Entries taken from a collection:
┄┄┄┄┄┄┄┄┄┄
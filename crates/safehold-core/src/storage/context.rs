use std::fmt;
use std::sync::Arc;

use async_trait::async_trait;

use super::SiteError;

/// Key/value storage offered by a browser extension's sync area.
#[async_trait]
pub trait BrowserSyncStorage: Send + Sync {
    /// Fetch the blob stored under `key`, or `None` if nothing is stored.
    async fn get(&self, key: &str) -> Result<Option<Vec<u8>>, SiteError>;

    async fn set(&self, key: &str, value: &[u8]) -> Result<(), SiteError>;
}

/// Client for the HTTP service that stores one encrypted blob per record.
///
/// The service authorizes each call by checking `secret` against its own
/// salted hash for `record_id`.
#[async_trait]
pub trait RemoteApiClient: Send + Sync {
    async fn load(
        &self,
        location: &str,
        record_id: &[u8; 16],
        secret: &[u8],
    ) -> Result<Option<Vec<u8>>, SiteError>;

    async fn save(
        &self,
        location: &str,
        record_id: &[u8; 16],
        secret: &[u8],
        data: &[u8],
    ) -> Result<(), SiteError>;
}

/// Collaborators available to sites during load and save.
///
/// Anything left unset makes the corresponding site variant report
/// [`SiteError::Unavailable`].
#[derive(Clone, Default)]
pub struct SiteContext {
    browser_sync: Option<Arc<dyn BrowserSyncStorage>>,
    remote_api: Option<Arc<dyn RemoteApiClient>>,
}

impl SiteContext {
    pub fn new() -> Self {
        Self::default()
    }

    #[must_use]
    pub fn with_browser_sync(mut self, storage: Arc<dyn BrowserSyncStorage>) -> Self {
        self.browser_sync = Some(storage);
        self
    }

    #[must_use]
    pub fn with_remote_api(mut self, client: Arc<dyn RemoteApiClient>) -> Self {
        self.remote_api = Some(client);
        self
    }

    pub(crate) fn browser_sync(&self) -> Result<&dyn BrowserSyncStorage, SiteError> {
        self.browser_sync
            .as_deref()
            .ok_or(SiteError::Unavailable("browser sync storage"))
    }

    pub(crate) fn remote_api(&self) -> Result<&dyn RemoteApiClient, SiteError> {
        self.remote_api
            .as_deref()
            .ok_or(SiteError::Unavailable("remote API client"))
    }
}

impl fmt::Debug for SiteContext {
    fn fmt(&self, f: &mut fmt::Formatter<'_>) -> fmt::Result {
        f.debug_struct("SiteContext")
            .field("browser_sync", &self.browser_sync.is_some())
            .field("remote_api", &self.remote_api.is_some())
            .finish()
    }
}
┄┄┄┄┄┄┄┄┄┄
## What this task involves
So that nothing differs from the original, transcribe all of the records above.

## Solution to this exercise
filename crates/safehold-core/src/storage/context.rs
use std::fmt;
use std::sync::Arc;

use async_trait::async_trait;

use super::SiteError;

/// Key/value storage offered by a browser extension's sync area.
#[async_trait]
pub trait BrowserSyncStorage: Send + Sync {
    /// Fetch the blob stored under `key`, or `None` if nothing is stored.
    async fn get(&self, key: &str) -> Result<Option<Vec<u8>>, SiteError>;

    async fn set(&self, key: &str, value: &[u8]) -> Result<(), SiteError>;
}

/// Client for the HTTP service that stores one encrypted blob per record.
///
/// The service authorizes each call by checking `secret` against its own
/// salted hash for `record_id`.
#[async_trait]
pub trait RemoteApiClient: Send + Sync {
    async fn load(
        &self,
        location: &str,
        record_id: &[u8; 16],
        secret: &[u8],
    ) -> Result<Option<Vec<u8>>, SiteError>;

    async fn save(
        &self,
        location: &str,
        record_id: &[u8; 16],
        secret: &[u8],
        data: &[u8],
    ) -> Result<(), SiteError>;
}

/// Collaborators available to sites during load and save.
///
/// Anything left unset makes the corresponding site variant report
/// [`SiteError::Unavailable`].
#[derive(Clone, Default)]
pub struct SiteContext {
    browser_sync: Option<Arc<dyn BrowserSyncStorage>>,
    remote_api: Option<Arc<dyn RemoteApiClient>>,
}

impl SiteContext {
    pub fn new() -> Self {
        Self::default()
    }

    #[must_use]
    pub fn with_browser_sync(mut self, storage: Arc<dyn BrowserSyncStorage>) -> Self {
        self.browser_sync = Some(storage);
        self
    }

    #[must_use]
    pub fn with_remote_api(mut self, client: Arc<dyn RemoteApiClient>) -> Self {
        self.remote_api = Some(client);
        self
    }

    pub(crate) fn browser_sync(&self) -> Result<&dyn BrowserSyncStorage, SiteError> {
        self.browser_sync
            .as_deref()
            .ok_or(SiteError::Unavailable("browser sync storage"))
    }

    pub(crate) fn remote_api(&self) -> Result<&dyn RemoteApiClient, SiteError> {
        self.remote_api
            .as_deref()
            .ok_or(SiteError::Unavailable("remote API client"))
    }
}

impl fmt::Debug for SiteContext {
    fn fmt(&self, f: &mut fmt::Formatter<'_>) -> fmt::Result {
        f.debug_struct("SiteContext")
            .field("browser_sync", &self.browser_sync.is_some())
            .field("remote_api", &self.remote_api.is_some())
            .finish()
    }
}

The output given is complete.